• THE TASK:
After locating the line that contains "f.write_str(&self.0)" in the records below, write out exactly that line and each line after it through the one that contains "use super::suffix::SuffixResolver;", and nothing else.
Start of Block
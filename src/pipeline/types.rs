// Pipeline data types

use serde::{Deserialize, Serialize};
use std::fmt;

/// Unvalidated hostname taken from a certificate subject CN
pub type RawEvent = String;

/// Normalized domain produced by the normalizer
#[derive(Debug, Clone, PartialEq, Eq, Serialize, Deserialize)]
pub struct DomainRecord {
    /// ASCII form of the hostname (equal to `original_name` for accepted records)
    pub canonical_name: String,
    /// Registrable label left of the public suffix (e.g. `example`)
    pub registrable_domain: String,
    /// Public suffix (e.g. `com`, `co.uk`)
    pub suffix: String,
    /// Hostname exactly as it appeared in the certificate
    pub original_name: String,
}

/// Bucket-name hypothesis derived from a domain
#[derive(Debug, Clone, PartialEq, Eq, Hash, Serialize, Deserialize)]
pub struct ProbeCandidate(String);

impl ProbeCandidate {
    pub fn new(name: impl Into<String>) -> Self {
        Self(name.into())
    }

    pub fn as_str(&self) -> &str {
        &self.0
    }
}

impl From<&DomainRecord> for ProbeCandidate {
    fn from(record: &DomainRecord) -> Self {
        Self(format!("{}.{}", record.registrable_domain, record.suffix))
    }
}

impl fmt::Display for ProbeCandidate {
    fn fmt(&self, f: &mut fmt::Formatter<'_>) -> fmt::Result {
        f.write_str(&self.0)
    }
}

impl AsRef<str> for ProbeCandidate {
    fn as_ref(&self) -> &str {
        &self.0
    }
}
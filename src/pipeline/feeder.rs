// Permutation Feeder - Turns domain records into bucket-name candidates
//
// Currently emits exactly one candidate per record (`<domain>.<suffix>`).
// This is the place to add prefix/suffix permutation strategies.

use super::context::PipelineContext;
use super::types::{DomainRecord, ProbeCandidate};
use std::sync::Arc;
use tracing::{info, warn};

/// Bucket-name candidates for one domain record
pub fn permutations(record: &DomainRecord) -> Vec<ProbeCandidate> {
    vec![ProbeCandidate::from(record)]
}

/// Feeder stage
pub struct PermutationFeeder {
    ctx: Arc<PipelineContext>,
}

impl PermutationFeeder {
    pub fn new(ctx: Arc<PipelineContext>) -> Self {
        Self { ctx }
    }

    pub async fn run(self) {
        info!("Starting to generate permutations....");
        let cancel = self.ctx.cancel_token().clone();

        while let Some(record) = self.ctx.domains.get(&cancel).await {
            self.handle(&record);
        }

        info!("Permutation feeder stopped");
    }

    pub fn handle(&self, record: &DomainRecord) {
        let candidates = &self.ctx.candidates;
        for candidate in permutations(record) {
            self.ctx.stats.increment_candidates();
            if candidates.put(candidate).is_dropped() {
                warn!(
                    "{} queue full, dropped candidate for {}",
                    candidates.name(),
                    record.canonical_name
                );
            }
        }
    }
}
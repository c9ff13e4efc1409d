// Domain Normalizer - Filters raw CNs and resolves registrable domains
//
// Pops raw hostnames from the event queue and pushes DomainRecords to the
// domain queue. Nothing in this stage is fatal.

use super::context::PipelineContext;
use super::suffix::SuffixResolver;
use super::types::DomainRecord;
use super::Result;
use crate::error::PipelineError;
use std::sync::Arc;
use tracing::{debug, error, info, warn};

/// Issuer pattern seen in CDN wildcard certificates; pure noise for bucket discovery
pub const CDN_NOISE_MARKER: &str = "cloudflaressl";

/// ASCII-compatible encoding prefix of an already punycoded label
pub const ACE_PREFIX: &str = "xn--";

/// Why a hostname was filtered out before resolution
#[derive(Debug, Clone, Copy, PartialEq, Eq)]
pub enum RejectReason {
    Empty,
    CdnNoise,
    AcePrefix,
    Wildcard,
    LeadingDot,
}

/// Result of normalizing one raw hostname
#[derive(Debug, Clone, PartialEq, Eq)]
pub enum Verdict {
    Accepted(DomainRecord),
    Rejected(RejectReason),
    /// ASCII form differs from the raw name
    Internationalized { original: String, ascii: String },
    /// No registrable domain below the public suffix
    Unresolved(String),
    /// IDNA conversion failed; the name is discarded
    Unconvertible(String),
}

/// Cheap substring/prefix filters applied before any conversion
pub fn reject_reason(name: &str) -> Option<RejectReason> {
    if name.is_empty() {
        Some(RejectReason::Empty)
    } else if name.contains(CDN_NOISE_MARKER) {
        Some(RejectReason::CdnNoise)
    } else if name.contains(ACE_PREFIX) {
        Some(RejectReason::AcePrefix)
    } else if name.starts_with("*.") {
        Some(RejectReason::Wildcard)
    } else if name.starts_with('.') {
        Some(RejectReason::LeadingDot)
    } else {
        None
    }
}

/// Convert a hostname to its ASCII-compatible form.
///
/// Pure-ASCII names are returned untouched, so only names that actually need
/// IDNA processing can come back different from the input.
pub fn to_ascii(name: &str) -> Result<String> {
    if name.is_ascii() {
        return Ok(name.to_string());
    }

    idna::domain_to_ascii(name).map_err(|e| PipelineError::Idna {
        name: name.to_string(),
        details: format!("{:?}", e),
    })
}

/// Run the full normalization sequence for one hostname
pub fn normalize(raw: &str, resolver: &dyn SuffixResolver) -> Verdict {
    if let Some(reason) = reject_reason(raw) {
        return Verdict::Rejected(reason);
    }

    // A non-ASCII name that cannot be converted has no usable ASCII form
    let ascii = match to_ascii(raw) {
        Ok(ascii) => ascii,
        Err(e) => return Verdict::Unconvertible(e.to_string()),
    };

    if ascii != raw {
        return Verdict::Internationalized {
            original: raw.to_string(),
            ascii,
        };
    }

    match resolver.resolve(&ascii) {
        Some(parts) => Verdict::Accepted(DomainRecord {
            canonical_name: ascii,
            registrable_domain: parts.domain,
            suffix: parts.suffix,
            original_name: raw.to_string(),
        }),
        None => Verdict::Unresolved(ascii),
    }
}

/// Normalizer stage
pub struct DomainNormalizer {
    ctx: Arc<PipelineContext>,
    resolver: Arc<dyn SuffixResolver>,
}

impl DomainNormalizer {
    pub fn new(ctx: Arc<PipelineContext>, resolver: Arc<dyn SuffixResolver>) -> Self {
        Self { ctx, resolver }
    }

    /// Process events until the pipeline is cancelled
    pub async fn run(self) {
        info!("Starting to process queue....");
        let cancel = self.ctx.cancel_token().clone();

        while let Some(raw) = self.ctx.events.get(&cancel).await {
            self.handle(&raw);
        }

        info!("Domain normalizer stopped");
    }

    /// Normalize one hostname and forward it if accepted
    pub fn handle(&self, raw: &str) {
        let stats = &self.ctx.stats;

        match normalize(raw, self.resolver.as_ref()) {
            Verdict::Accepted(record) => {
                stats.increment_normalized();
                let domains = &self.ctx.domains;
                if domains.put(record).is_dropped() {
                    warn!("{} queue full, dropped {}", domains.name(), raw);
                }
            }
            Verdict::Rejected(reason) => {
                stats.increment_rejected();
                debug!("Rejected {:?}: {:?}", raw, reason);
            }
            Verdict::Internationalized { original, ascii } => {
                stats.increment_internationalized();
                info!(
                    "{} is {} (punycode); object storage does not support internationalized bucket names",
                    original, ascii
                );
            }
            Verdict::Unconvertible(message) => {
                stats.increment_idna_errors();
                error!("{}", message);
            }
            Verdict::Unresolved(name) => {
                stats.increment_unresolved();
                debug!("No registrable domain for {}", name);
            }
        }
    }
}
End of Block
• RESULT OF THIS TASK:
        f.write_str(&self.0)
    }
}

impl AsRef<str> for ProbeCandidate {
    fn as_ref(&self) -> &str {
        &self.0
    }
}
filename src/pipeline/feeder.rs
// Permutation Feeder - Turns domain records into bucket-name candidates
//
// Currently emits exactly one candidate per record (`<domain>.<suffix>`).
// This is the place to add prefix/suffix permutation strategies.

use super::context::PipelineContext;
use super::types::{DomainRecord, ProbeCandidate};
use std::sync::Arc;
use tracing::{info, warn};

/// Bucket-name candidates for one domain record
pub fn permutations(record: &DomainRecord) -> Vec<ProbeCandidate> {
    vec![ProbeCandidate::from(record)]
}

/// Feeder stage
pub struct PermutationFeeder {
    ctx: Arc<PipelineContext>,
}

impl PermutationFeeder {
    pub fn new(ctx: Arc<PipelineContext>) -> Self {
        Self { ctx }
    }

    pub async fn run(self) {
        info!("Starting to generate permutations....");
        let cancel = self.ctx.cancel_token().clone();

        while let Some(record) = self.ctx.domains.get(&cancel).await {
            self.handle(&record);
        }

        info!("Permutation feeder stopped");
    }

    pub fn handle(&self, record: &DomainRecord) {
        let candidates = &self.ctx.candidates;
        for candidate in permutations(record) {
            self.ctx.stats.increment_candidates();
            if candidates.put(candidate).is_dropped() {
                warn!(
                    "{} queue full, dropped candidate for {}",
                    candidates.name(),
                    record.canonical_name
                );
            }
        }
    }
}
repository c9ff13e4efc1409d
// Domain Normalizer - Filters raw CNs and resolves registrable domains
//
// Pops raw hostnames from the event queue and pushes DomainRecords to the
// domain queue. Nothing in this stage is fatal.

use super::context::PipelineContext;
use super::suffix::SuffixResolver;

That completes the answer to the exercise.